All in all, it was the kind of performance you would expect from the best player in an entire league.Then again, she's had plenty of practice.
This week Williams, whose sports career began at Taylorsville High, was at the forefront again, having been named the American Basketball League's Most Valuable Player. She won the award by - what else? - slam-dunking the competition. Williams received 33 of 39 first-place votes, 30 more than her next-closest competitor, Atlanta's Teresa Edwards.
It was no mystery why Williams won the award. When it comes to basketball, she's a one-stop shopping solution. Last year she missed eight games with a knee injury and still had 60 more rebounds than anyone else in the league. This year she was among the top eight in five statistical categories. She won the scoring and rebounding titles, was second in field goal shooting and fourth in blocks. For good measure, she tied for eighth in steals.
All of which says if you're building a team, you start with Williams.
Or to be more succinct, she IS your team.
Williams is no surprise up-and-comer. She didn't just spring onto the sports landscape. The daughter of former Utah State and NBA player Nate Williams, she has been mastering everything she tries since she was old enough to sit upright. She grew up in Taylorsville, living with her mother, Robyn Barker. Her parents split before Natalie was born, and she didn't meet her father until she was 16.
At Taylorsville High it didn't take long for the various coaches to recognize Williams was the sports equivalent of a full-service department store. All they had to do was point her in the direction of a court or playing field and in a few minutes she'd own it.
She was the state's MVP in both volleyball and basketball two years running, as well as an All-State long jumper. She could have gone to college on a softball scholarship but declined. She didn't worry about running out of time, just out of sports.
She graduated to UCLA where she became a first team all-America in both volleyball and basketball. But even there she had to fend off softball coaches who tried to talk her into playing their sport, too. Heaven knows, the golf team could have used her. On the rare occasion that she golfs, she scores in the low 80s.
Given her talents, Williams is nothing less than a 90s Bo Jackson - which makes sense, since they have the same birthday. She even used to drive a pickup truck with "NAT KNOWS" on the plates.
Does she ever.
"Well," she modestly allows, "I'm not very good at tennis. For some reason I either hit it over the fence or I can't get it over the net."
"To me, Natalie is the Charles Barkley of the women's game, with her jumping ability and her fantastic shot moves around the basket," New England's K.C. Jones told the Los Angeles Times.
Which means she probably could toss a small adult through the window of a bar if she wanted.
The accolades never really stopped coming for Williams.

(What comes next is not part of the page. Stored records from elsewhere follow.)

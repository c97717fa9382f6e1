//! Google ID token verification
//!
//! Validates RS256 ID tokens against Google's published JWKS, the configured
//! client id (audience), and Google's canonical issuers. Keys are cached with
//! moka and refetched when a token names a key id we have not seen.
//!
//! Author: hephaex@gmail.com

use async_trait::async_trait;
use encore_core::GoogleConfig;
use jsonwebtoken::{
    decode, decode_header, errors::ErrorKind, jwk::JwkSet, Algorithm, DecodingKey, Validation,
};
use moka::future::Cache;
use reqwest::Client;
use serde::Deserialize;
use std::sync::Arc;
use std::time::{Duration, Instant};
use thiserror::Error;
use tokio::sync::Mutex;

/// Issuer strings Google uses in ID tokens
pub const GOOGLE_ISSUERS: [&str; 2] = ["accounts.google.com", "https://accounts.google.com"];

const JWKS_CACHE_KEY: &str = "google";

/// Minimum spacing between forced refetches caused by unknown key ids
const MIN_FORCED_REFETCH: Duration = Duration::from_secs(60);

/// Identity extracted from a verified assertion
#[derive(Debug, Clone, PartialEq, Eq)]
pub struct ExternalIdentity {
    /// Provider's stable subject id
    pub subject: String,
    pub email: String,
    pub display_name: Option<String>,
    pub avatar_url: Option<String>,
}

/// Identity assertion errors
#[derive(Debug, Error)]
pub enum IdentityError {
    #[error("Identity provider is not configured")]
    NotConfigured,

    #[error("Invalid identity token: {0}")]
    InvalidToken(String),

    #[error("Invalid identity token signature")]
    InvalidSignature,

    #[error("Identity token has expired")]
    Expired,

    #[error("Invalid identity token issuer")]
    InvalidIssuer,

    #[error("Identity token audience mismatch")]
    InvalidAudience,

    #[error("Email address is not verified")]
    EmailNotVerified,

    #[error("Unknown signing key: {0}")]
    UnknownKey(String),

    #[error("Failed to fetch signing keys: {0}")]
    KeyFetch(String),
}

/// Verifies externally issued identity assertions
#[async_trait]
pub trait IdentityVerifier: Send + Sync {
    /// Verify an assertion and return the identity it vouches for
    async fn verify(&self, assertion: &str) -> Result<ExternalIdentity, IdentityError>;
}

#[derive(Debug, Deserialize)]
#[serde(untagged)]
enum FlexibleBool {
    Bool(bool),
    Text(String),
}

impl FlexibleBool {
    fn is_true(&self) -> bool {
        match self {
            FlexibleBool::Bool(b) => *b,
            FlexibleBool::Text(s) => s.eq_ignore_ascii_case("true"),
        }
    }
}

#[derive(Debug, Deserialize)]
struct GoogleClaims {
    sub: String,
    #[serde(default)]
    email: Option<String>,
    #[serde(default)]
    email_verified: Option<FlexibleBool>,
    #[serde(default)]
    name: Option<String>,
    #[serde(default)]
    picture: Option<String>,
}

enum KeySource {
    Static(Arc<JwkSet>),
    Remote {
        client: Client,
        url: String,
        cache: Cache<&'static str, Arc<JwkSet>>,
        last_forced: Mutex<Option<Instant>>,
    },
}

/// Google Sign-In verifier
pub struct GoogleIdentityVerifier {
    client_id: String,
    keys: KeySource,
}

impl GoogleIdentityVerifier {
    /// Create a verifier that fetches keys from `config.certs_url`
    pub fn new(config: &GoogleConfig) -> Result<Self, IdentityError> {
        let client_id = config
            .client_id
            .clone()
            .ok_or(IdentityError::NotConfigured)?;

        let client = Client::builder()
            .timeout(Duration::from_secs(config.request_timeout_secs))
            .build()
            .map_err(|e| IdentityError::KeyFetch(e.to_string()))?;

        let cache = Cache::builder()
            .max_capacity(1)
            .time_to_live(Duration::from_secs(config.jwks_cache_secs))
            .build();

        Ok(Self {
            client_id,
            keys: KeySource::Remote {
                client,
                url: config.certs_url.clone(),
                cache,
                last_forced: Mutex::new(None),
            },
        })
    }

    /// Create a verifier with a fixed key set
    pub fn with_static_keys(client_id: impl Into<String>, keys: JwkSet) -> Self {
        Self {
            client_id: client_id.into(),
            keys: KeySource::Static(Arc::new(keys)),
        }
    }

    async fn key_set(&self, force: bool) -> Result<Arc<JwkSet>, IdentityError> {
        match &self.keys {
            KeySource::Static(set) => Ok(set.clone()),
            KeySource::Remote {
                client,
                url,
                cache,
                last_forced,
            } => {
                if force {
                    let mut last = last_forced.lock().await;
                    let due = last.map_or(true, |at| at.elapsed() >= MIN_FORCED_REFETCH);
                    if due {
                        *last = Some(Instant::now());
                        cache.invalidate(JWKS_CACHE_KEY).await;
                    }
                }

                cache
                    .try_get_with(JWKS_CACHE_KEY, fetch_jwks(client, url))
                    .await
                    .map_err(|e| match e.as_ref() {
                        IdentityError::KeyFetch(msg) => IdentityError::KeyFetch(msg.clone()),
                        other => IdentityError::KeyFetch(other.to_string()),
                    })
            }
        }
    }

    async fn decoding_key(&self, kid: &str) -> Result<DecodingKey, IdentityError> {
        let mut keys = self.key_set(false).await?;
        if keys.find(kid).is_none() {
            tracing::debug!(kid, "Unknown Google key id, refetching JWKS");
            keys = self.key_set(true).await?;
        }

        let jwk = keys
            .find(kid)
            .ok_or_else(|| IdentityError::UnknownKey(kid.to_string()))?;

        DecodingKey::from_jwk(jwk).map_err(|e| IdentityError::InvalidToken(e.to_string()))
    }
}

async fn fetch_jwks(client: &Client, url: &str) -> Result<Arc<JwkSet>, IdentityError> {
    let response = client
        .get(url)
        .send()
        .await
        .map_err(|e| IdentityError::KeyFetch(format!("Request failed: {e}")))?;

    if !response.status().is_success() {
        return Err(IdentityError::KeyFetch(format!(
            "JWKS endpoint returned {}",
            response.status()
        )));
    }

    let set: JwkSet = response
        .json()
        .await
        .map_err(|e| IdentityError::KeyFetch(format!("Failed to parse JWKS: {e}")))?;

    tracing::info!(keys = set.keys.len(), "Fetched Google signing keys");
    Ok(Arc::new(set))
}

#[async_trait]
impl IdentityVerifier for GoogleIdentityVerifier {
    async fn verify(&self, assertion: &str) -> Result<ExternalIdentity, IdentityError> {
        let header =
            decode_header(assertion).map_err(|e| IdentityError::InvalidToken(e.to_string()))?;
        if header.alg != Algorithm::RS256 {
            return Err(IdentityError::InvalidToken(format!(
                "unexpected algorithm {:?}",
                header.alg
            )));
        }
        let kid = header
            .kid
            .ok_or_else(|| IdentityError::InvalidToken("missing key id".to_string()))?;

        let key = self.decoding_key(&kid).await?;

        let mut validation = Validation::new(Algorithm::RS256);
        validation.set_audience(&[&self.client_id]);
        validation.set_issuer(&GOOGLE_ISSUERS);
        validation.set_required_spec_claims(&["exp", "iss", "aud", "sub"]);

        let claims = decode::<GoogleClaims>(assertion, &key, &validation)
            .map_err(|e| match e.kind() {
                ErrorKind::ExpiredSignature => IdentityError::Expired,
                ErrorKind::InvalidSignature => IdentityError::InvalidSignature,
                ErrorKind::InvalidIssuer => IdentityError::InvalidIssuer,
                ErrorKind::InvalidAudience => IdentityError::InvalidAudience,
                _ => IdentityError::InvalidToken(e.to_string()),
            })?
            .claims;

        if let Some(verified) = &claims.email_verified {
            if !verified.is_true() {
                return Err(IdentityError::EmailNotVerified);
            }
        }

        let email = claims
            .email
            .filter(|e| !e.trim().is_empty())
            .ok_or_else(|| IdentityError::InvalidToken("missing email claim".to_string()))?;

        Ok(ExternalIdentity {
            subject: claims.sub,
            email,
            display_name: claims.name.filter(|n| !n.is_empty()),
            avatar_url: claims.picture.filter(|p| !p.is_empty()),
        })
    }
}

#[cfg(test)]
pub(crate) mod tests {
    use super::*;
    use jsonwebtoken::{encode, EncodingKey, Header};
    use serde_json::{json, Value};
    use std::time::{SystemTime, UNIX_EPOCH};

    pub(crate) const CLIENT_ID: &str = "encore-test.apps.googleusercontent.com";
    const KID: &str = "encore-test-key";
    const PRIVATE_KEY: &str = include_str!("../../tests/fixtures/google_test_rsa.pem");
    const JWKS: &str = include_str!("../../tests/fixtures/google_jwks.json");

    pub(crate) fn test_verifier() -> GoogleIdentityVerifier {
        let keys: JwkSet = serde_json::from_str(JWKS).unwrap();
        GoogleIdentityVerifier::with_static_keys(CLIENT_ID, keys)
    }

    fn now() -> u64 {
        SystemTime::now()
            .duration_since(UNIX_EPOCH)
            .unwrap()
            .as_secs()
    }

    pub(crate) fn claims_for(sub: &str, email: &str) -> Value {
        json!({
            "iss": "https://accounts.google.com",
            "aud": CLIENT_ID,
            "sub": sub,
            "email": email,
            "email_verified": true,
            "name": "Alice Liddell",
            "picture": "https://example.com/alice.png",
            "iat": now(),
            "exp": now() + 600,
        })
    }

    pub(crate) fn sign(claims: &Value) -> String {
        sign_with_kid(claims, KID)
    }

    fn sign_with_kid(claims: &Value, kid: &str) -> String {
        let mut header = Header::new(Algorithm::RS256);
        header.kid = Some(kid.to_string());
        encode(
            &header,
            claims,
            &EncodingKey::from_rsa_pem(PRIVATE_KEY.as_bytes()).unwrap(),
        )
        .unwrap()
    }

    #[tokio::test]
    async fn test_valid_assertion() {
        let token = sign(&claims_for("10769150350006150715113082367", "alice@example.com"));

        let identity = test_verifier().verify(&token).await.unwrap();
        assert_eq!(identity.subject, "10769150350006150715113082367");
        assert_eq!(identity.email, "alice@example.com");
        assert_eq!(identity.display_name.as_deref(), Some("Alice Liddell"));
        assert_eq!(
            identity.avatar_url.as_deref(),
            Some("https://example.com/alice.png")
        );
    }

    #[tokio::test]
    async fn test_short_issuer_accepted() {
        let mut claims = claims_for("1", "a@example.com");
        claims["iss"] = json!("accounts.google.com");

        assert!(test_verifier().verify(&sign(&claims)).await.is_ok());
    }

    #[tokio::test]
    async fn test_foreign_issuer_rejected() {
        let mut claims = claims_for("1", "a@example.com");
        claims["iss"] = json!("https://evil.example.com");

        assert!(matches!(
            test_verifier().verify(&sign(&claims)).await,
            Err(IdentityError::InvalidIssuer)
        ));
    }

    #[tokio::test]
    async fn test_wrong_audience_rejected() {
        let mut claims = claims_for("1", "a@example.com");
        claims["aud"] = json!("someone-else.apps.googleusercontent.com");

        assert!(matches!(
            test_verifier().verify(&sign(&claims)).await,
            Err(IdentityError::InvalidAudience)
        ));
    }

    #[tokio::test]
    async fn test_expired_rejected() {
        let mut claims = claims_for("1", "a@example.com");
        claims["iat"] = json!(now() - 7200);
        claims["exp"] = json!(now() - 3600);

        assert!(matches!(
            test_verifier().verify(&sign(&claims)).await,
            Err(IdentityError::Expired)
        ));
    }

    #[tokio::test]
    async fn test_unverified_email_rejected() {
        let mut claims = claims_for("1", "a@example.com");
        claims["email_verified"] = json!(false);
        assert!(matches!(
            test_verifier().verify(&sign(&claims)).await,
            Err(IdentityError::EmailNotVerified)
        ));

        claims["email_verified"] = json!("false");
        assert!(matches!(
            test_verifier().verify(&sign(&claims)).await,
            Err(IdentityError::EmailNotVerified)
        ));
    }

    #[tokio::test]
    async fn test_email_verified_as_string() {
        let mut claims = claims_for("1", "a@example.com");
        claims["email_verified"] = json!("true");

        assert!(test_verifier().verify(&sign(&claims)).await.is_ok());
    }

    #[tokio::test]
    async fn test_absent_email_verified_accepted() {
        let mut claims = claims_for("1", "a@example.com");
        claims.as_object_mut().unwrap().remove("email_verified");

        assert!(test_verifier().verify(&sign(&claims)).await.is_ok());
    }

    #[tokio::test]
    async fn test_missing_email_rejected() {
        let mut claims = claims_for("1", "a@example.com");
        claims.as_object_mut().unwrap().remove("email");

        assert!(matches!(
            test_verifier().verify(&sign(&claims)).await,
            Err(IdentityError::InvalidToken(_))
        ));
    }

    #[tokio::test]
    async fn test_unknown_key_id() {
        let token = sign_with_kid(&claims_for("1", "a@example.com"), "rotated-away");

        assert!(matches!(
            test_verifier().verify(&token).await,
            Err(IdentityError::UnknownKey(kid)) if kid == "rotated-away"
        ));
    }

    #[tokio::test]
    async fn test_hmac_token_rejected() {
        let mut header = Header::new(Algorithm::HS256);
        header.kid = Some(KID.to_string());
        let token = encode(
            &header,
            &claims_for("1", "a@example.com"),
            &EncodingKey::from_secret(b"guessable"),
        )
        .unwrap();

        assert!(matches!(
            test_verifier().verify(&token).await,
            Err(IdentityError::InvalidToken(_))
        ));
    }

    #[tokio::test]
    async fn test_garbage_rejected() {
        assert!(test_verifier().verify("not-a-jwt").await.is_err());
    }

    #[test]
    fn test_requires_client_id() {
        let config = GoogleConfig::default();
        assert!(matches!(
            GoogleIdentityVerifier::new(&config),
            Err(IdentityError::NotConfigured)
        ));
    }
}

In 1996 she was named Pac-10 Female Athlete of the Decade and Utah Female Athlete of the Century. Her biggest worry wasn't talent, it was staying motivated. Yet so far she's had no problems in that area, either. She sets daily, monthly and yearly goals.
After entering the ABL, she determined she wanted to become the best player in the league, which she has. It's no surprise she is planning to repeat next year.
While the rival WNBA has all the marketing power, it doesn't have all the talent. In fact, the ABL has been able to pay higher salaries, so players such as Williams and Edwards labor in the less-visible but possibly more talented ABL.
Williams has tremendous influence in the young league. When she remarked that she would be interested in moving from Portland to play with the Long Beach StingRays next year, people listened. The commissioner didn't come right out and say she could have her way, but he admitted he was all ears. Clearly, the ABL will go to whatever lengths it takes to keep Williams.
There was also talk that Williams might try to hook up with the Utah Starzz of the WNBA, bringing her back home where she would certainly be a crowd favorite.
Whatever she decides, it's safe to say Williams will be playing where she wants next season. If that means playing in Long Beach, or Utah, it's as good as done. She can pretty choose what she wants, when she wants.